The financial crime technology stacks within banks, investment firms and insurers are struggling to meet today’s regulatory expectations. Although many financial services firms are working hard to meet their compliance obligations, out-dated software is now holding them back from realising the best compliance outcomes.
Growing regulatory sophistication around financial crime takes many forms. To begin with, regulators are much savvier about technology and data. For example, the UK Financial Conduct Authority (FCA) has access to cutting edge financial crime and anti-money laundering technology through its Regulatory Sandbox, Digital Sandbox, and FCA Innovation Hub programmes. Over the past two years, the regulator has also brought in key technology talent, including a new CIO, and a director – intelligence and digital. Jessica Rusu, chief data, information, and intelligence officer, established a new division – Data Technology and Innovation – after she joined in June 2021. Recent new rules, such as the Consumer Duty, contain informed data and technology expectations – a supervisory approach that is also being applied in some areas of financial crime, such as trade surveillance.

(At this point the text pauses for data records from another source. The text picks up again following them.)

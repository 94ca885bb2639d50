use thiserror::Error;

/// Errors raised while indexing a `GraphDefinition` into a `GraphModel`.
#[derive(Error, Debug, Clone, PartialEq, Eq)]
pub enum GraphError {
    #[error("Node at index {index} has an empty id")]
    EmptyNodeId { index: usize },

    #[error("Node id '{0}' appears more than once in the graph")]
    DuplicateNode(String),

    #[error("Node '{node_id}' declares pin '{pin_id}' more than once")]
    DuplicatePin { node_id: String, pin_id: String },

    #[error(
        "Pin '{source_node_id}.{source_pin_id}' links to '{target_node_id}.{target_pin_id}', which does not exist"
    )]
    DanglingLink {
        source_node_id: String,
        source_pin_id: String,
        target_node_id: String,
        target_pin_id: String,
    },

    #[error("Link between '{from}' and '{to}' is invalid: {message}")]
    InvalidLink {
        from: String,
        to: String,
        message: String,
    },
}

/// Errors raised by a `LayoutConfig` that cannot drive a layout pass.
#[derive(Error, Debug, Clone, PartialEq, Eq)]
pub enum ConfigError {
    #[error("Failed to parse layout config: {0}")]
    ParseError(String),

    #[error("Could not read layout config '{path}': {message}")]
    Io { path: String, message: String },

    #[error("Layout config field '{field}' must be positive, but was {value}")]
    NonPositive { field: &'static str, value: i32 },
}

/// Errors that stop a layout pass before any node is moved.
#[derive(Error, Debug, Clone, PartialEq, Eq)]
pub enum LayoutError {
    #[error("Invalid graph: {0}")]
    InvalidGraph(#[from] GraphError),

    #[error("Invalid layout config: {0}")]
    InvalidConfig(#[from] ConfigError),
}

/// Errors that can occur when converting a custom host format into a `GraphDefinition`.
#[derive(Error, Debug, Clone, PartialEq, Eq)]
pub enum GraphConversionError {
    #[error("Invalid custom graph data: {0}")]
    ValidationError(String),

    #[error("Failed to parse graph JSON: {0}")]
    JsonParseError(String),
}

/// Errors surfaced by the JSON command layer. Each one becomes an error response.
#[derive(Error, Debug, Clone, PartialEq, Eq)]
pub enum CommandError {
    #[error("Invalid JSON parameters")]
    InvalidParams,

    #[error("Missing required parameter: {0}")]
    MissingParameter(&'static str),

    #[error("Unknown command: {0}")]
    UnknownCommand(String),

    #[error("Blueprint not found: {0}")]
    BlueprintNotFound(String),

    #[error("Graph not found: {graph_name} in Blueprint {blueprint_name}")]
    GraphNotFound {
        blueprint_name: String,
        graph_name: String,
    },

    #[error("Layout failed: {0}")]
    Layout(#[from] LayoutError),
}
//! Prelude module for convenient imports
//!
//! This module re-exports the most commonly used types and traits from the seiri crate.
//!
//! # Example
//!
//! ```rust,no_run
//! use seiri::prelude::*;
//!
//! # fn run_example() -> Result<()> {
//! let graph_json = std::fs::read_to_string("path/to/graph.json")?;
//! let mut graph = graph_json.as_str().into_graph()?;
//!
//! let engine = LayoutEngine::builder()
//!     .with_config(LayoutConfig::from_file("path/to/layout.json")?)
//!     .build();
//! let plan = engine.arrange(&mut graph)?;
//!
//! println!("{}", ReportFormatter::format_plan(&plan));
//! # Ok(())
//! # }
//! ```

// Layout engine
pub use crate::config::LayoutConfig;
pub use crate::layout::{
    LayoutEngine, LayoutEngineBuilder, LayoutInfo, LayoutPlan, NodeRole, PlannedNode, Position,
};

// Graph model
pub use crate::graph::{
    BlueprintDocument, GraphDefinition, GraphModel, GraphStore, IntoGraph, NodeDefinition,
    PinDefinition, PinDirection, PinKind, PinRef,
};

// Commands
pub use crate::command::{Command, CommandRegistry};

// Error types
pub use crate::error::{CommandError, ConfigError, GraphConversionError, GraphError, LayoutError};

// Report formatting
pub use crate::report::ReportFormatter;

// Result type alias for convenience
pub type Result<T> = std::result::Result<T, Box<dyn std::error::Error>>;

The FCA is also making its expectations clear in what it is saying at industry events. For example, in a September 2022 speech, Sarah Pritchard, executive director of supervision, policy and competition – markets at the FCA said, “Embed your financial crime checks in your systems from day one but keep evolving as the threats evolve. Use the power of data and tech and stay alert for situations in which you may need to recalibrate your defences and alerts.” The regulator is not standing still when it comes to data and technology, and it doesn’t expect firms to, either. It wants to see compliance agility within firms.
As well, the UK FCA is using enforcement actions to make its messages around financial crime processes – including data and technology – heard. For example:
- In mid-July 2022, a firm was fined more than £2 million for inadequate financial crime systems and controls, pushing the firm into liquidation.
- In late June 2022, a branch of a bank was fined more than £5 million for failing to have the right policies and procedures in place, having inadequate enhanced due diligence, and having inadequate enhanced ongoing monitoring.
- In December 2021, a large international bank was fined nearly £70 million because its policies and procedures for two of its key automated transaction monitoring systems were not appropriate or sufficiently risk- sensitive, and the bank did not ensure the policies that managed and monitored those systems were adequately followed.
So, while the regulator is encouraging firms to raise their game around financial crime data and technology, it is also inflicting significant punishment on those which don’t meet the required standard.
Regulators want to see improved use of data and technology to meet financial crime compliance requirements within firms. They want to know why firms have the solution in place that they do, what their processes are, and how they manage the data. They are looking at the suitability of the firm’s controls and the effectiveness of those controls.
In short, regulators are demanding more explainability of processes and outcomes. Much of current financial crime technology is a “black box”, and financial firms do not understand what is going on inside. Regulators are pointing out that this means that these firms do not have a sufficient grasp of key elements of their overall financial crime programme – the data and the technology – and this can lead to suboptimal outcomes.
Firms should seek a financial crime solution that delivers an open-box approach, providing transparency of the logic behind every risk decision, and an audit trail of decision-making. Also, the solution should enable the compliance team to model and test the impact of new screening requirements – to improve speed to compliance – and provide specialised support for all major commercial watchlists. A cloud-based solution delivers more agility, which gives regulators confidence that the firm is capable of complying with future regulatory change.
For many firms, now is the time to upgrade the data and technology that supports their financial crime processes. New approaches to financial crime processes deliver on regulatory demands, while at the same time enhancing the ability of firms to detect and prevent financial crime taking place within their organisations.